Black Comedy’s conceit is simple: When the lights go on in the play, the stage goes dark; when the lights go off in the play, the stage turns dazzlingly bright. So we first meet the callow young London sculptor Brindsley (Richard Nguyen Sloniker) and his sickeningly saccharine fiancée, Carol (Brenda Joyner), in complete darkness as they walk around his apartment and discuss the evening’s plan. We hear their footsteps and the clinking of glasses as Brindsley frets about making a good impression on two people coming over that night: Carol’s strict father, Colonel Melkett (Michael Patten), and a millionaire art collector named Georg Bamberger (credited in the program as playing himself). With any luck, the nervous Brindsley will finish the evening with a wealthy new patron and an official engagement. To make himself look better off than he is, he and Carol “borrowed” some expensive furniture from fussy, antiques-dealing neighbor Harold (Rob Burgess), who’s away for the weekend.

Then a fuse blows, the lights come up, and the slapstick marathon begins. Brindsley and Carol grope awkwardly around the apartment, make panicked faces, and trip (or almost trip) over the expensive furniture. Does Brindsley have matches, candles, or a flashlight? No, no, and of course not.

Things become increasingly undone as the play moves along—a prissy neighbor lady (Emily Chisholm) takes refuge in Brindsley’s apartment, Colonel Melkett is indignant about Brindsley’s incompetence with emergencies (“I see,” he grumbles. “N.O. No organization. Bad sign!”), and then the antiques-dealing neighbor comes home early, meaning Brindsley and Carol have to figure out a way to keep things dark until they can swap all his furniture out again.

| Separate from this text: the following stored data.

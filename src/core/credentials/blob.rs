use std::fmt;
use std::path::{Path, PathBuf};

use base64::engine::general_purpose::STANDARD;
use base64::Engine;
use serde::{Deserialize, Serialize};

use crate::core::error::{SyncError, SyncResult};

/// Environment variable holding the encoded key blob.
pub const CIK_ENV: &str = "CIK_DATA";

/// Distribution ring a package belongs to. Each ring has its own key.
#[derive(Debug, Clone, Copy, PartialEq, Eq, Hash, Serialize, Deserialize)]
#[serde(rename_all = "lowercase")]
pub enum Channel {
    Release,
    Preview,
}

impl Channel {
    /// Map the catalog's package type (`Release`, `Beta`, `Preview`).
    pub fn from_package_type(package_type: &str) -> Self {
        if package_type.eq_ignore_ascii_case("release") {
            Channel::Release
        } else {
            Channel::Preview
        }
    }
}

impl fmt::Display for Channel {
    fn fmt(&self, f: &mut fmt::Formatter<'_>) -> fmt::Result {
        match self {
            Channel::Release => write!(f, "release"),
            Channel::Preview => write!(f, "preview"),
        }
    }
}

/// One decoded key: the product GUID and the raw `.cik` file contents.
#[derive(Clone, PartialEq, Eq)]
pub struct ContentKey {
    pub guid: String,
    key: Vec<u8>,
}

impl fmt::Debug for ContentKey {
    fn fmt(&self, f: &mut fmt::Formatter<'_>) -> fmt::Result {
        f.debug_struct("ContentKey")
            .field("guid", &self.guid)
            .field("key", &format_args!("<{} bytes>", self.key.len()))
            .finish()
    }
}

impl ContentKey {
    pub fn new(guid: impl Into<String>, key: Vec<u8>) -> Self {
        Self {
            guid: guid.into(),
            key,
        }
    }

    /// Parse a single `HEX@GUID` segment.
    fn parse_segment(segment: &str) -> SyncResult<Self> {
        let (hex_part, guid) = segment.split_once('@').ok_or_else(|| {
            SyncError::Configuration(format!("{CIK_ENV} segment is missing '@'"))
        })?;
        let guid = guid.trim();
        if guid.is_empty() {
            return Err(SyncError::Configuration(format!(
                "{CIK_ENV} segment has an empty GUID"
            )));
        }
        let key = hex::decode(hex_part.trim()).map_err(|e| {
            SyncError::Configuration(format!("{CIK_ENV} key for {guid} is not hex: {e}"))
        })?;
        if key.is_empty() {
            return Err(SyncError::Configuration(format!(
                "{CIK_ENV} key for {guid} is empty"
            )));
        }
        Ok(Self::new(guid, key))
    }

    pub fn bytes(&self) -> &[u8] {
        &self.key
    }

    pub fn file_name(&self) -> String {
        format!("{}.cik", self.guid)
    }

    /// Write `<guid>.cik` into `dir`.
    pub fn write_to(&self, dir: &Path) -> SyncResult<PathBuf> {
        std::fs::create_dir_all(dir).map_err(|e| SyncError::io(dir, e))?;
        let path = dir.join(self.file_name());
        std::fs::write(&path, self.bytes()).map_err(|e| SyncError::io(&path, e))?;
        Ok(path)
    }

    fn encode_segment(&self) -> String {
        format!("{}@{}", hex::encode_upper(&self.key), self.guid)
    }
}

/// Hands out key material to whoever needs to open a package.
pub trait Authenticator: Send + Sync {
    fn content_key(&self, channel: Channel) -> Option<&ContentKey>;
}

/// Keys decoded from `CIK_DATA`.
#[derive(Debug, Clone, Default, PartialEq, Eq)]
pub struct ContentKeys {
    pub release: Option<ContentKey>,
    pub preview: Option<ContentKey>,
}

impl ContentKeys {
    /// Decode the raw `CIK_DATA` value; missing or blank is a configuration error.
    pub fn from_value(value: Option<String>) -> SyncResult<Self> {
        match value {
            Some(raw) if !raw.trim().is_empty() => Self::decode(&raw),
            _ => Err(SyncError::Configuration(format!(
                "{CIK_ENV} is not set; run `mc-lang-sync extract-cik` on a licensed machine"
            ))),
        }
    }

    /// Decode base64(`HEX@GUID&HEX@GUID`). The first segment is the release
    /// key, the second the preview key; either may be empty.
    pub fn decode(raw: &str) -> SyncResult<Self> {
        let bytes = STANDARD
            .decode(raw.trim())
            .map_err(|e| SyncError::Configuration(format!("{CIK_ENV} is not base64: {e}")))?;
        let text = String::from_utf8(bytes)
            .map_err(|_| SyncError::Configuration(format!("{CIK_ENV} is not UTF-8")))?;

        let segments: Vec<&str> = text.split('&').collect();
        if segments.len() > 2 {
            return Err(SyncError::Configuration(format!(
                "{CIK_ENV} has {} segments, expected at most 2",
                segments.len()
            )));
        }

        let parse = |segment: Option<&&str>| -> SyncResult<Option<ContentKey>> {
            match segment.map(|s| s.trim()) {
                Some(s) if !s.is_empty() => ContentKey::parse_segment(s).map(Some),
                _ => Ok(None),
            }
        };
        let keys = Self {
            release: parse(segments.first())?,
            preview: parse(segments.get(1))?,
        };

        if keys.release.is_none() && keys.preview.is_none() {
            return Err(SyncError::Configuration(format!(
                "{CIK_ENV} contains no keys"
            )));
        }
        Ok(keys)
    }

    pub fn encode(&self) -> String {
        let segment = |key: &Option<ContentKey>| {
            key.as_ref()
                .map(ContentKey::encode_segment)
                .unwrap_or_default()
        };
        let joined = format!("{}&{}", segment(&self.release), segment(&self.preview));
        STANDARD.encode(joined)
    }
}

impl Authenticator for ContentKeys {
    fn content_key(&self, channel: Channel) -> Option<&ContentKey> {
        match channel {
            Channel::Release => self.release.as_ref(),
            Channel::Preview => self.preview.as_ref(),
        }
    }
}
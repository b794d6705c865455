// ─── CIK Extraction ───
// Drives the external CikExtractor tool on a licensed Windows machine and
// turns its dump into a `CIK_DATA` value for CI secrets.

use std::path::{Path, PathBuf};
use std::process::Command;

use tracing::{debug, info, warn};

use super::blob::{ContentKey, ContentKeys};
use crate::core::error::{SyncError, SyncResult};

const RELEASE_FAMILY: &str = "microsoft.minecraftuwp_8wekyb3d8bbwe";
const PREVIEW_FAMILY: &str = "microsoft.minecraftwindowsbeta_8wekyb3d8bbwe";
const GUID_SEARCH_WINDOW: usize = 10;

pub struct CikExtractor {
    tool: PathBuf,
    output_dir: PathBuf,
}

impl CikExtractor {
    pub fn new(tool: PathBuf, output_dir: PathBuf) -> Self {
        Self { tool, output_dir }
    }

    /// Dump keys with the tool and collect the Minecraft ones.
    pub fn run(&self) -> SyncResult<ContentKeys> {
        if !cfg!(target_os = "windows") {
            return Err(SyncError::Configuration(
                "CIK extraction requires Windows; CikExtractor is a Windows-only tool".into(),
            ));
        }
        if !self.tool.exists() {
            return Err(SyncError::Configuration(format!(
                "CikExtractor not found at {:?}; build it from https://github.com/LukeFZ/CikExtractor",
                self.tool
            )));
        }

        std::fs::create_dir_all(&self.output_dir)
            .map_err(|e| SyncError::io(&self.output_dir, e))?;
        let output_dir = std::fs::canonicalize(&self.output_dir)
            .map_err(|e| SyncError::io(&self.output_dir, e))?;

        info!("Extracting CIK keys into {:?}", output_dir);
        let mut cmd = Command::new(&self.tool);
        cmd.arg("dump").arg("-c").arg(&output_dir);
        if let Some(dir) = self.tool.parent() {
            cmd.current_dir(dir);
        }
        let output = cmd.output().map_err(|e| SyncError::io(&self.tool, e))?;

        let stdout = String::from_utf8_lossy(&output.stdout);
        let stderr = String::from_utf8_lossy(&output.stderr);
        for line in stdout.lines() {
            debug!("CikExtractor: {}", line);
        }
        for line in stderr.lines() {
            warn!("CikExtractor: {}", line);
        }
        if !output.status.success() {
            return Err(SyncError::Extraction(format!(
                "CikExtractor exited with {}",
                output.status
            )));
        }

        let lines: Vec<&str> = stdout.lines().collect();
        let release_guid = find_product_guid(&lines, RELEASE_FAMILY);
        let preview_guid = find_product_guid(&lines, PREVIEW_FAMILY);
        collect_keys(&output_dir, release_guid, preview_guid)
    }
}

/// Find the GUID printed in the tree below a package family line.
pub fn find_product_guid(lines: &[&str], family: &str) -> Option<String> {
    let start = lines
        .iter()
        .position(|line| line.to_ascii_lowercase().contains(family))?;

    lines
        .iter()
        .skip(start + 1)
        .take(GUID_SEARCH_WINDOW - 1)
        .filter(|line| line.contains("└──"))
        .filter_map(|line| line.split_whitespace().last())
        .find(|token| token.contains('-') && token.len() > 30)
        .map(str::to_string)
}

/// Pair the dumped `.cik` files with the product GUIDs.
pub fn collect_keys(
    cik_dir: &Path,
    release_guid: Option<String>,
    preview_guid: Option<String>,
) -> SyncResult<ContentKeys> {
    let mut files = Vec::new();
    for entry in std::fs::read_dir(cik_dir).map_err(|e| SyncError::io(cik_dir, e))? {
        let path = entry.map_err(|e| SyncError::io(cik_dir, e))?.path();
        if path.extension().is_some_and(|ext| ext == "cik") {
            files.push(path);
        }
    }
    if files.is_empty() {
        return Err(SyncError::Extraction("no CIK files were extracted".into()));
    }
    info!("{} CIK key(s) extracted", files.len());

    let load = |guid: Option<String>| -> SyncResult<Option<ContentKey>> {
        let Some(guid) = guid else {
            return Ok(None);
        };
        let Some(path) = files.iter().find(|p| {
            p.file_stem()
                .is_some_and(|stem| stem.to_string_lossy().eq_ignore_ascii_case(&guid))
        }) else {
            return Ok(None);
        };
        let key = std::fs::read(path).map_err(|e| SyncError::io(path, e))?;
        let stem = path
            .file_stem()
            .map(|s| s.to_string_lossy().into_owned())
            .unwrap_or(guid);
        Ok(Some(ContentKey::new(stem, key)))
    };

    let keys = ContentKeys {
        release: load(release_guid)?,
        preview: load(preview_guid)?,
    };
    if keys.release.is_none() && keys.preview.is_none() {
        return Err(SyncError::Extraction(
            "could not identify a Minecraft CIK among the extracted files".into(),
        ));
    }
    Ok(keys)
}

#[cfg(test)]
mod tests {
    use super::*;

    const DUMP: &str = "\
Licenses:
├── Microsoft.MinecraftUWP_8wekyb3d8bbwe
│   └── ?? 5ae9a5d6-1d3c-4b31-9a62-3f5ad7d1a0c1
├── Microsoft.MinecraftWindowsBeta_8wekyb3d8bbwe
│   └── ?? 0c7f8a2e-9d41-4f8e-bb5c-2a1e6e9b7d42
└── Microsoft.SomethingElse_8wekyb3d8bbwe
    └── ?? 11111111-2222-3333-4444-555555555555
";

    #[test]
    fn guids_are_read_from_the_tree_dump() {
        let lines: Vec<&str> = DUMP.lines().collect();
        assert_eq!(
            find_product_guid(&lines, RELEASE_FAMILY).as_deref(),
            Some("5ae9a5d6-1d3c-4b31-9a62-3f5ad7d1a0c1")
        );
        assert_eq!(
            find_product_guid(&lines, PREVIEW_FAMILY).as_deref(),
            Some("0c7f8a2e-9d41-4f8e-bb5c-2a1e6e9b7d42")
        );
        assert_eq!(find_product_guid(&lines, "microsoft.absent_8wekyb3d8bbwe"), None);
    }

    #[test]
    fn keys_are_matched_case_insensitively() {
        let dir = tempfile::tempdir().unwrap();
        std::fs::write(dir.path().join("5AE9A5D6-1D3C-4B31-9A62-3F5AD7D1A0C1.cik"), [1, 2]).unwrap();
        std::fs::write(dir.path().join("unrelated.cik"), [9]).unwrap();

        let keys = collect_keys(
            dir.path(),
            Some("5ae9a5d6-1d3c-4b31-9a62-3f5ad7d1a0c1".into()),
            Some("0c7f8a2e-9d41-4f8e-bb5c-2a1e6e9b7d42".into()),
        )
        .unwrap();
        let release = keys.release.unwrap();
        assert_eq!(release.guid, "5AE9A5D6-1D3C-4B31-9A62-3F5AD7D1A0C1");
        assert_eq!(release.bytes(), &[1, 2]);
        assert!(keys.preview.is_none());
    }

    #[test]
    fn no_matching_key_is_an_extraction_error() {
        let dir = tempfile::tempdir().unwrap();
        std::fs::write(dir.path().join("unrelated.cik"), [9]).unwrap();
        let result = collect_keys(dir.path(), Some("missing".into()), None);
        assert!(matches!(result, Err(SyncError::Extraction(_))));
    }
}
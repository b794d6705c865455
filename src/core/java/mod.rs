// ─── Java Edition ───
// Mojang manifest, client JSON, client jar and asset index handling.

pub mod asset_index;
pub mod client;
pub mod jar;
pub mod manifest;
pub mod updater;

pub use asset_index::AssetIndex;
pub use client::{AssetIndexInfo, ClientJson};
pub use manifest::{VersionEntry, VersionManifest};
pub use updater::{JavaOutcome, JavaSource, JavaUpdater, MojangSource};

Sloniker plays Brindsley as an insecure, high-pitched squealer—one wonders what Carol, or the mysterious other woman in the photograph Carol found in his dresser drawer, sees in him. But his long, lithe limbs flail comically around the stage, and his rubbery face is perfect for Black Comedy, where one of the pleasures is watching people say something in a pleasant tone of voice but with a snarling expression because they think they can’t be seen. Patten as Colonel Melkett is another great face-maker, driving himself into cross-eyed apoplexies, sneering at the silliness of his daughter, and reacting to the shifting state of the apartment’s furniture with an almost mystical look of confusion.

But Black Comedy’s central joke wears thin after awhile, even as Shaffer keeps raising the stakes by adding new wrinkles, like the German electrician everyone confuses for the millionaire art collector (MJ Sieber), and the tripping and tumbling get more intense. (Lots of walls and doors are walked into—it looks like designer Greg Carter built the walls to bounce ever so slightly off actors’ faces. Regardless, Sloniker ended the show with what looked like a little blood across the bridge of his nose.) The broad characters, braying accents, mild physical peril, and comedy of manners are good for some initial laughs, but once we get the setup, the joke doesn’t have anywhere to go.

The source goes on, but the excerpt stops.